» Task
Note each line in the data holding the string "join" and report it.

» Input records

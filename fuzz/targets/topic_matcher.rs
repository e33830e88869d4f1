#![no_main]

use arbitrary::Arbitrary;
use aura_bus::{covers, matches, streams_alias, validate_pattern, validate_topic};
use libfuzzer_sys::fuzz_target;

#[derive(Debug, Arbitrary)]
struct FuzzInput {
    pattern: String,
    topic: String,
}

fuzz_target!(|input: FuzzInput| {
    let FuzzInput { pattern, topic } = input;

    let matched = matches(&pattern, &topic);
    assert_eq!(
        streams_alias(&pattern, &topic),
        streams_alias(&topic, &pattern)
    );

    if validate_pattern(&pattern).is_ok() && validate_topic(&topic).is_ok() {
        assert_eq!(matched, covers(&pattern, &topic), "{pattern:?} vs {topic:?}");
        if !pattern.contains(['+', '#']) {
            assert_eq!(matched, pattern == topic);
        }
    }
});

==

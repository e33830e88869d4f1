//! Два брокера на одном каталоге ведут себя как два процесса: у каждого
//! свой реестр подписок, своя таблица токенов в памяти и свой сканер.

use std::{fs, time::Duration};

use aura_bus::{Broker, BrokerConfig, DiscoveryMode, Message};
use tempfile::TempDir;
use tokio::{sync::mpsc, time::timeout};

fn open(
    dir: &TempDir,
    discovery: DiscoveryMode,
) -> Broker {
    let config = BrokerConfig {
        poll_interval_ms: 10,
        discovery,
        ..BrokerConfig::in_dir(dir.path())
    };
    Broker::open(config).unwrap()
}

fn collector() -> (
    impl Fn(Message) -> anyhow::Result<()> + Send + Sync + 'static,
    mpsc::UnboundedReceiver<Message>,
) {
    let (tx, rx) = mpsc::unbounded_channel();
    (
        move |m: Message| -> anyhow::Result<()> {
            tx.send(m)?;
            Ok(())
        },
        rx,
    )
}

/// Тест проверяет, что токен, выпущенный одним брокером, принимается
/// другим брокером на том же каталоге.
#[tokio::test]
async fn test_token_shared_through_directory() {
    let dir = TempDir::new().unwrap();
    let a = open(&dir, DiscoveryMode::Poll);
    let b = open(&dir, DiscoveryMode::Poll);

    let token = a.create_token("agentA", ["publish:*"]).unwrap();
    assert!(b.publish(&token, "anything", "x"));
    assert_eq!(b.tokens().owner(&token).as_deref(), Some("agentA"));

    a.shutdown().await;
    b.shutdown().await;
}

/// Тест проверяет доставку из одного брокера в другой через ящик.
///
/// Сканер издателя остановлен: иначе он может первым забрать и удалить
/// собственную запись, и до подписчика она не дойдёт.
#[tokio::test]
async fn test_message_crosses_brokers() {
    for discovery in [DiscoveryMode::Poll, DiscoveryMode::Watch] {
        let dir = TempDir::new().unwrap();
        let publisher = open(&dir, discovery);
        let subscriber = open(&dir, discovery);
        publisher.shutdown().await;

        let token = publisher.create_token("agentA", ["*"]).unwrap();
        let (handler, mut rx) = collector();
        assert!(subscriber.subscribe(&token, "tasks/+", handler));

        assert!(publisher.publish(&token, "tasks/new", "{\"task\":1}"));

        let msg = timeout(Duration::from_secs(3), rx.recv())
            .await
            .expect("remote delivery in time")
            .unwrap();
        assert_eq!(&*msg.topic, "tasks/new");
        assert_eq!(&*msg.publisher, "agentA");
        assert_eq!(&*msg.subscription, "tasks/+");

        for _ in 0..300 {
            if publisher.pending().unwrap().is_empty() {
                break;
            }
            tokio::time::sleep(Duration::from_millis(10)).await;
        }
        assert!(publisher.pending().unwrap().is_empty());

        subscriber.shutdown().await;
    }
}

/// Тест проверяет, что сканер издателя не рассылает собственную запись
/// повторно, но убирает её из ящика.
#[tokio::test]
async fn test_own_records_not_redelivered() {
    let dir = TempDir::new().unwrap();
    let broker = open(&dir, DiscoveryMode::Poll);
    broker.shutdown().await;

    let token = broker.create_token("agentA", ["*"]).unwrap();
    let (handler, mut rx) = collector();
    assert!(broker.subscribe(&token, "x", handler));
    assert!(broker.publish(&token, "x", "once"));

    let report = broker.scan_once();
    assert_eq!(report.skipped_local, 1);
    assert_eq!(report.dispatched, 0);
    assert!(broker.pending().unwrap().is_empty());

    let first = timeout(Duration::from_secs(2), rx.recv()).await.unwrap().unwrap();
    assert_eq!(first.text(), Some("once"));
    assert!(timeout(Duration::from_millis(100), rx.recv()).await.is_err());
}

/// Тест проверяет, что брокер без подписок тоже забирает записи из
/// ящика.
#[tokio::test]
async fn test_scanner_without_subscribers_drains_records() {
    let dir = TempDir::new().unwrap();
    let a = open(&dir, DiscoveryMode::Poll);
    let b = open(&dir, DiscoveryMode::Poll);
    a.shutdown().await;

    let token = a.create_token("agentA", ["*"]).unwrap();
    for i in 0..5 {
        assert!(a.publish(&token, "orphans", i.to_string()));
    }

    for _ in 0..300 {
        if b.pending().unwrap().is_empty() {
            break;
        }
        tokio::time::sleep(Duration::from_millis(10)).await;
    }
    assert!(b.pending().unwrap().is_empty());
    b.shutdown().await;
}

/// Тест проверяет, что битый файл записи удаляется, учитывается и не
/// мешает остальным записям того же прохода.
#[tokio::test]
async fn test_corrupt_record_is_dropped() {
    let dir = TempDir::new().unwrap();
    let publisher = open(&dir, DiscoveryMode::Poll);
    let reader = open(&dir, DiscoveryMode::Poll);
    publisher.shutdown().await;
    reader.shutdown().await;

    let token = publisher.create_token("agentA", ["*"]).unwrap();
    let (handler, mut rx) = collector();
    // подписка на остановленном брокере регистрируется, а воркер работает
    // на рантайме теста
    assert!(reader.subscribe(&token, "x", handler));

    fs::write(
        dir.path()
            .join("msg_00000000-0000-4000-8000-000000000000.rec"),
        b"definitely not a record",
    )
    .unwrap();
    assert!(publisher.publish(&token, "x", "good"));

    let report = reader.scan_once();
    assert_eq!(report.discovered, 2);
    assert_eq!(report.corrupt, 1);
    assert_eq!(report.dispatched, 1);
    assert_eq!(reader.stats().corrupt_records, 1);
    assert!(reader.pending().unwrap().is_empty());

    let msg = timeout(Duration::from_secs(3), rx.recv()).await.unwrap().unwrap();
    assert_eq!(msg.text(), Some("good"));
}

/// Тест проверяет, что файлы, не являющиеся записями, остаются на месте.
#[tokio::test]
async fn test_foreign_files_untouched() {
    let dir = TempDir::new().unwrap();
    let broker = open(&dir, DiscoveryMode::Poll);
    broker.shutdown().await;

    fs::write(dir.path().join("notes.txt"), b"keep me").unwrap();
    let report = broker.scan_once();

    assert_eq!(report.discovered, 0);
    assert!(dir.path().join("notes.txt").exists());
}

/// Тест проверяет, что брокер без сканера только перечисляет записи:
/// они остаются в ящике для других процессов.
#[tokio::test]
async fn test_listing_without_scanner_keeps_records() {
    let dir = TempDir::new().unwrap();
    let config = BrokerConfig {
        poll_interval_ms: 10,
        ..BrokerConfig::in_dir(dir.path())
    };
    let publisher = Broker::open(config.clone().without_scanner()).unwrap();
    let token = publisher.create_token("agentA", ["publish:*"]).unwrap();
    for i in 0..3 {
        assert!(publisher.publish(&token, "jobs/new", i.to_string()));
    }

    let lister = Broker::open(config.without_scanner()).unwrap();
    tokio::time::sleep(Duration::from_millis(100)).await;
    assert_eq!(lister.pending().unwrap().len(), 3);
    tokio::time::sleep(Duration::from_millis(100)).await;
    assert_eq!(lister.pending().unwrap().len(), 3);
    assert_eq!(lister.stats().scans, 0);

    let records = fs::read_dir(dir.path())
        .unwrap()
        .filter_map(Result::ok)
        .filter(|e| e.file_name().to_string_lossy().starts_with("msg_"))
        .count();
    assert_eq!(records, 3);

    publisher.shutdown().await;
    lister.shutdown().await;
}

---

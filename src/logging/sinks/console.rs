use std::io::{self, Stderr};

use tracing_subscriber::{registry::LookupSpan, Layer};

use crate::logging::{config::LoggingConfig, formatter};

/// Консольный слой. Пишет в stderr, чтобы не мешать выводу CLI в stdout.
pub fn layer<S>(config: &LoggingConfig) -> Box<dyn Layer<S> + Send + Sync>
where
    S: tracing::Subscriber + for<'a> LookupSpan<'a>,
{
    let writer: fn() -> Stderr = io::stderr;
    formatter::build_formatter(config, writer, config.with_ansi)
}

» Expected output
            .join("msg_00000000-0000-4000-8000-000000000000.rec"),
    fs::write(dir.path().join("notes.txt"), b"keep me").unwrap();
    assert!(dir.path().join("notes.txt").exists());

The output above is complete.